Artichokes, Eggplant and Zucchini in Your Diet

Chef Chad Cooremen

 

Artichokes, eggplant and zucchini! How do I incorporate these and other unique foods into my family’s menus and how in the world do I get my kids to try them? If you are the adventurous food type or just like to experiment with something a little out of the ordinary, now is a good time to try out those new vegetables that show up at the local farmer’s market.

 

The Versatile Eggplant

My dad’s garden is growing well, in spite of the dry, hot summer, and he recently provided me with five extra eggplants that he had grown. I asked our chef at Avera Marshall Regional Medical Center, Chad Cooreman, how he likes to prepare and serve eggplant, and he had several suggestions.

 

One thing that Chad notes is that eggplant can tend to be bitter, especially if it is more mature. In that case, he recommends soaking eggplant slices in icy, salt water for about an hour, then drying them thoroughly with a paper towel before fixing them. This also keeps the eggplant from absorbing excess oil, if using oil to cook it. Chad gave me a recipe for roasted eggplant to share.

 

Roasted Eggplant

2 eggplants, washed, diced into 1” cubes

¼ cup extra virgin olive oil

2 Tbsp kosher salt

1 Tbsp plus 1 tsp of white granulated sugar

3 Tbsp balsamic vinegar

2 tsp chopped garlic

 

Toss all ingredients together in a bowl.

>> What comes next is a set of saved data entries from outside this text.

//! Composition of the multi-layer map: loads every overlay, then builds the
//! layer control and wires the legend to the choropleth's visibility.

use crate::config::{AppConfig, TileProvider};
use crate::data::{load_overlay, DatasetFetcher};
use crate::error::ControlError;
use crate::legend::{build_legend, LegendFragment};
use crate::overlays::{
    ChoroplethOverlay, DistrictsOverlay, FeatureAction, FeatureEvent, HeatmapOverlay,
    MarkerClusterOverlay, OverlayLayer,
};
use crate::render::{LayerControl, LayerControlEntry, MapControl, MapRenderer, MapView};
use crate::types::{BrowserEngine, OverlayId, OverlayState};
use std::collections::BTreeMap;
use tracing::{debug, info, warn};

#[derive(Debug, Clone, Copy, PartialEq, Eq)]
pub enum MapEventKind {
    OverlayAdd,
    OverlayRemove,
}

/// A map-level event, identified by overlay rather than by label.
#[derive(Debug, Clone, Copy, PartialEq, Eq)]
pub struct MapEvent {
    pub kind: MapEventKind,
    pub overlay: OverlayId,
}

impl MapEvent {
    pub fn overlay_add(overlay: OverlayId) -> Self {
        Self {
            kind: MapEventKind::OverlayAdd,
            overlay,
        }
    }

    pub fn overlay_remove(overlay: OverlayId) -> Self {
        Self {
            kind: MapEventKind::OverlayRemove,
            overlay,
        }
    }
}

#[derive(Debug, Clone, Copy, PartialEq, Eq)]
pub enum BindingAction {
    AttachLegend,
    DetachLegend,
}

#[derive(Debug, Clone, Copy, PartialEq, Eq)]
pub struct EventBinding {
    pub kind: MapEventKind,
    pub overlay: OverlayId,
    pub action: BindingAction,
}

#[derive(Debug)]
struct OverlaySlot {
    label: String,
    state: OverlayState,
    layer: Option<OverlayLayer>,
}

/// Outcome of [`MapCompositionController::initialize`].
#[derive(Debug, Clone, PartialEq, Eq, Default)]
pub struct InitReport {
    pub loaded: Vec<OverlayId>,
    pub failed: Vec<OverlayId>,
}

pub struct MapCompositionController<R: MapRenderer> {
    config: AppConfig,
    renderer: R,
    providers: Vec<TileProvider>,
    active_base: Option<String>,
    overlays: BTreeMap<OverlayId, OverlaySlot>,
    legend: Option<LegendFragment>,
    legend_attached: bool,
    bindings: Vec<EventBinding>,
    engine: BrowserEngine,
}

impl<R: MapRenderer> MapCompositionController<R> {
    /// Creates the map view and its panes. Nothing is loaded yet.
    pub fn new(config: AppConfig, mut renderer: R) -> Self {
        renderer.create_map(&MapView::from(&config.map));
        for pane in &config.map.panes {
            renderer.create_pane(pane);
        }

        let overlays = OverlayId::ALL
            .into_iter()
            .map(|id| {
                let slot = OverlaySlot {
                    label: overlay_label(&config, id).to_string(),
                    state: OverlayState::Unloaded,
                    layer: None,
                };
                (id, slot)
            })
            .collect();

        Self {
            providers: config.tile_providers(),
            engine: config.map.engine,
            config,
            renderer,
            active_base: None,
            overlays,
            legend: None,
            legend_attached: false,
            bindings: Vec::new(),
        }
    }

    /// Loads all overlays concurrently, waits for every one to settle, then
    /// assembles the controls and the startup view in one step.
    ///
    /// Runs once per controller; a failed overlay stays failed.
    pub async fn initialize(
        &mut self,
        fetcher: &dyn DatasetFetcher,
    ) -> Result<InitReport, ControlError> {
        if self
            .overlays
            .values()
            .any(|slot| slot.state != OverlayState::Unloaded)
        {
            warn!("initialize called on an already composed map");
            return Err(ControlError::AlreadyInitialized);
        }
        for slot in self.overlays.values_mut() {
            slot.state = OverlayState::Loading;
        }

        let overlays = &self.config.overlays;
        let (districts, choropleth, heatmap, markers) = tokio::join!(
            load_overlay(fetcher, OverlayId::Districts, &overlays.districts.source, |d| {
                OverlayLayer::Districts(DistrictsOverlay::build(d, &overlays.districts))
            }),
            load_overlay(fetcher, OverlayId::Choropleth, &overlays.choropleth.source, |d| {
                OverlayLayer::Choropleth(ChoroplethOverlay::build(d, &overlays.choropleth))
            }),
            load_overlay(fetcher, OverlayId::Heatmap, &overlays.heatmap.source, |d| {
                OverlayLayer::Heatmap(HeatmapOverlay::build(d, &overlays.heatmap))
            }),
            load_overlay(fetcher, OverlayId::Markers, &overlays.markers.source, |d| {
                OverlayLayer::Markers(MarkerClusterOverlay::build(d, &overlays.markers))
            }),
        );

        let mut report = InitReport::default();
        for (id, layer) in [
            (OverlayId::Districts, districts),
            (OverlayId::Choropleth, choropleth),
            (OverlayId::Heatmap, heatmap),
            (OverlayId::Markers, markers),
        ] {
            let Some(slot) = self.overlays.get_mut(&id) else {
                continue;
            };
            match layer {
                Some(layer) => {
                    info!(overlay = %id, items = layer.len(), "overlay ready");
                    slot.state = OverlayState::Ready;
                    slot.layer = Some(layer);
                    report.loaded.push(id);
                }
                None => {
                    slot.state = OverlayState::Failed;
                    report.failed.push(id);
                }
            }
        }

        if report.loaded.contains(&OverlayId::Choropleth) {
            match build_legend(&self.config.legend) {
                Ok(legend) => self.legend = Some(legend),
                Err(e) => warn!("legend disabled: {e}"),
            }
        }

        self.build_controls();
        self.show_startup_layers();
        Ok(report)
    }

    fn build_controls(&mut self) {
        let control = LayerControl {
            base_layers: self.providers.iter().map(|p| p.name.clone()).collect(),
            overlays: self
                .overlays
                .iter()
                .filter(|(_, slot)| slot.state.is_loaded())
                .map(|(id, slot)| LayerControlEntry {
                    id: *id,
                    label: slot.label.clone(),
                })
                .collect(),
            collapsed: self.config.controls.layers_collapsed,
            position: self.config.controls.layers_position,
        };
        self.renderer.add_layer_control(&control);

        self.bind(MapEventKind::OverlayAdd, OverlayId::Choropleth, BindingAction::AttachLegend);
        self.bind(MapEventKind::OverlayRemove, OverlayId::Choropleth, BindingAction::DetachLegend);

        let controls = &self.config.controls;
        self.renderer.add_control(&MapControl::Zoom {
            position: controls.zoom_position,
        });
        self.renderer.add_control(&MapControl::Scale {
            position: controls.scale_position,
            imperial: controls.scale_imperial,
        });
    }

    fn show_startup_layers(&mut self) {
        if let Some(base) = self
            .providers
            .iter()
            .find(|p| p.default)
            .or_else(|| self.providers.first())
        {
            self.renderer.add_base_layer(base);
            self.active_base = Some(base.name.clone());
        }

        for id in OverlayId::ALL {
            if !self.overlay_state(id).is_loaded() {
                continue;
            }
            if visible_on_start(&self.config, id) {
                self.show(id);
                self.dispatch(MapEvent::overlay_add(id));
            } else if let Some(slot) = self.overlays.get_mut(&id) {
                slot.state = OverlayState::Hidden;
            }
        }
    }

    /// Registers `action` to run when `kind` fires for exactly `overlay`.
    pub fn bind(&mut self, kind: MapEventKind, overlay: OverlayId, action: BindingAction) {
        let binding = EventBinding {
            kind,
            overlay,
            action,
        };
        if !self.bindings.contains(&binding) {
            self.bindings.push(binding);
        }
    }

    /// User toggle from the layer control.
    pub fn set_overlay_visible(&mut self, id: OverlayId, visible: bool) -> Result<(), ControlError> {
        match (self.overlay_state(id), visible) {
            (OverlayState::Visible, true) | (OverlayState::Hidden, false) => Ok(()),
            (OverlayState::Ready | OverlayState::Hidden, true) => {
                self.show(id);
                self.dispatch(MapEvent::overlay_add(id));
                Ok(())
            }
            (OverlayState::Visible | OverlayState::Ready, false) => {
                self.hide(id);
                self.dispatch(MapEvent::overlay_remove(id));
                Ok(())
            }
            _ => Err(ControlError::Unavailable(id)),
        }
    }

    fn show(&mut self, id: OverlayId) {
        if let Some(slot) = self.overlays.get_mut(&id) {
            if let Some(layer) = &slot.layer {
                self.renderer.add_overlay(id, layer);
                slot.state = OverlayState::Visible;
            }
        }
    }

    fn hide(&mut self, id: OverlayId) {
        if let Some(slot) = self.overlays.get_mut(&id) {
            if slot.state == OverlayState::Visible {
                self.renderer.remove_overlay(id);
            }
            slot.state = OverlayState::Hidden;
        }
    }

    /// Runs every binding registered for this exact event and overlay.
    pub fn dispatch(&mut self, event: MapEvent) {
        let actions: Vec<BindingAction> = self
            .bindings
            .iter()
            .filter(|b| b.kind == event.kind && b.overlay == event.overlay)
            .map(|b| b.action)
            .collect();
        debug!(?event, handlers = actions.len(), "map event");

        for action in actions {
            match action {
                BindingAction::AttachLegend => self.attach_legend(),
                BindingAction::DetachLegend => self.detach_legend(),
            }
        }
    }

    fn attach_legend(&mut self) {
        if self.legend_attached {
            return;
        }
        if let Some(legend) = &self.legend {
            self.renderer.add_legend(legend);
            self.legend_attached = true;
        }
    }

    fn detach_legend(&mut self) {
        if self.legend_attached {
            self.renderer.remove_legend();
            self.legend_attached = false;
        }
    }

    /// Returns the view to the configured center and zoom.
    pub fn reset_view(&mut self) {
        let view = MapView::from(&self.config.map);
        debug!(center = ?view.center, zoom = view.zoom, "resetting view");
        self.renderer.set_view(&view);
    }

    pub fn select_base_layer(&mut self, name: &str) -> Result<(), ControlError> {
        let provider = self
            .providers
            .iter()
            .find(|p| p.name == name)
            .ok_or_else(|| ControlError::UnknownBaseLayer(name.to_string()))?;

        if self.active_base.as_deref() == Some(name) {
            return Ok(());
        }
        if let Some(current) = self.active_base.take() {
            self.renderer.remove_base_layer(&current);
        }
        self.renderer.add_base_layer(provider);
        self.active_base = Some(provider.name.clone());
        Ok(())
    }

    /// Pointer interaction on one feature of a visible overlay.
    pub fn handle_feature_event(
        &mut self,
        id: OverlayId,
        index: usize,
        event: FeatureEvent,
    ) -> Result<(), ControlError> {
        let slot = self.overlays.get(&id).ok_or(ControlError::Unavailable(id))?;
        if slot.state != OverlayState::Visible {
            return Err(if slot.state.is_loaded() {
                ControlError::NotVisible(id)
            } else {
                ControlError::Unavailable(id)
            });
        }
        let Some(OverlayLayer::Choropleth(choropleth)) = &slot.layer else {
            return Err(ControlError::NotInteractive(id));
        };

        let actions = choropleth
            .respond(index, event, self.engine)
            .ok_or(ControlError::UnknownFeature { overlay: id, index })?;

        for action in actions {
            match action {
                FeatureAction::SetStyle(style) => self.renderer.set_feature_style(id, index, &style),
                FeatureAction::BringToFront => self.renderer.bring_to_front(id, index),
                FeatureAction::ResetStyle => self.renderer.reset_feature_style(id, index),
                FeatureAction::FitBounds(bounds) => self.renderer.fit_bounds(&bounds),
            }
        }
        Ok(())
    }

    pub fn overlay_state(&self, id: OverlayId) -> OverlayState {
        self.overlays
            .get(&id)
            .map(|slot| slot.state)
            .unwrap_or(OverlayState::Unloaded)
    }

    pub fn overlay(&self, id: OverlayId) -> Option<&OverlayLayer> {
        self.overlays.get(&id).and_then(|slot| slot.layer.as_ref())
    }

    pub fn legend(&self) -> Option<&LegendFragment> {
        self.legend.as_ref()
    }

    pub fn legend_attached(&self) -> bool {
        self.legend_attached
    }

    pub fn active_base_layer(&self) -> Option<&str> {
        self.active_base.as_deref()
    }

    pub fn bindings(&self) -> &[EventBinding] {
        &self.bindings
    }

    pub fn renderer(&self) -> &R {
        &self.renderer
    }

    pub fn into_renderer(self) -> R {
        self.renderer
    }
}

fn overlay_label(config: &AppConfig, id: OverlayId) -> &str {
    let overlays = &config.overlays;
    match id {
        OverlayId::Districts => &overlays.districts.label,
        OverlayId::Choropleth => &overlays.choropleth.label,
        OverlayId::Heatmap => &overlays.heatmap.label,
        OverlayId::Markers => &overlays.markers.label,
    }
}

fn visible_on_start(config: &AppConfig, id: OverlayId) -> bool {
    let overlays = &config.overlays;
    match id {
        OverlayId::Districts => overlays.districts.visible_on_start,
        OverlayId::Choropleth => overlays.choropleth.visible_on_start,
        OverlayId::Heatmap => overlays.heatmap.visible_on_start,
        OverlayId::Markers => overlays.markers.visible_on_start,
    }
}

Lay eggplant out on a cookie sheet and roast for 18-22 minutes at 350 degrees in convection oven or 400 degrees in a standard oven. Serve immediately.

 

Roasting or frying eggplant is one option, or you can put eggplant slices on the grill. Angela Chesley, vice president for Patient Care Services at Avera Marshall, notes that she likes it best right off the grill. Lightly coat the slices or the grate with oil or a non-stick cooking spray to keep them from sticking. Other suggestions for preparation include eggplant parmesan or eggplant lasagna.

 

Artichokes: The Tasty Thistle

Artichokes are technically in the thistle family, which makes it sound like an unusual thing to eat, since we used to hoe thistles out of the soybean field as weeds in my younger days. One of my favorite ways to enjoy this vegetable is a spinach and artichoke dip. Fresh garlic toast slices or baked crackers pair nicely with this hot dip.

 

The Abundant Zucchini

Zucchinis are prolific, even if you plant only one or two hills in your garden. This summer squash can be prepared in a variety of ways, including steaming, grilling, sautéing and stir-frying. There are also numerous recipes for breads, muffins and other baked goods in which zucchini provides a unique flavor and texture.

 

National Fruit and Vegetable Month

September is National Fruit and Vegetable Month and that is for a good reason. Fruits and vegetables are plentiful and tasty at this time of the year. In addition, fruits and vegetables are high in nutrition and generally low in calories. Following is an interesting comparison to keep in mind the next time you choose a snack or a side dish to your meal. Each of the following contains about 100 calories:

 

¾ oz of potato chips

2 cups of baby carrots

½ of a single doughnut

4 cups of grilled eggplant

10 – 15 french fries

2 ½ cups of green beans

One 2 ½ inch chocolate chip cookie

14 cups of raw, chopped lettuce

8.5 oz of sweetened cola soda

4 cups of raw, sliced peppers

3 ½ cups of sliced, boiled zucchini

1 ¼ of a raw, 2 ¾ inch diameter apple

1 ¼ cup of raw blueberries

 

You do get MORE with fruits and vegetables: more nutrients, more flavors and more food. In this case, MORE does matter and it’s a good thing.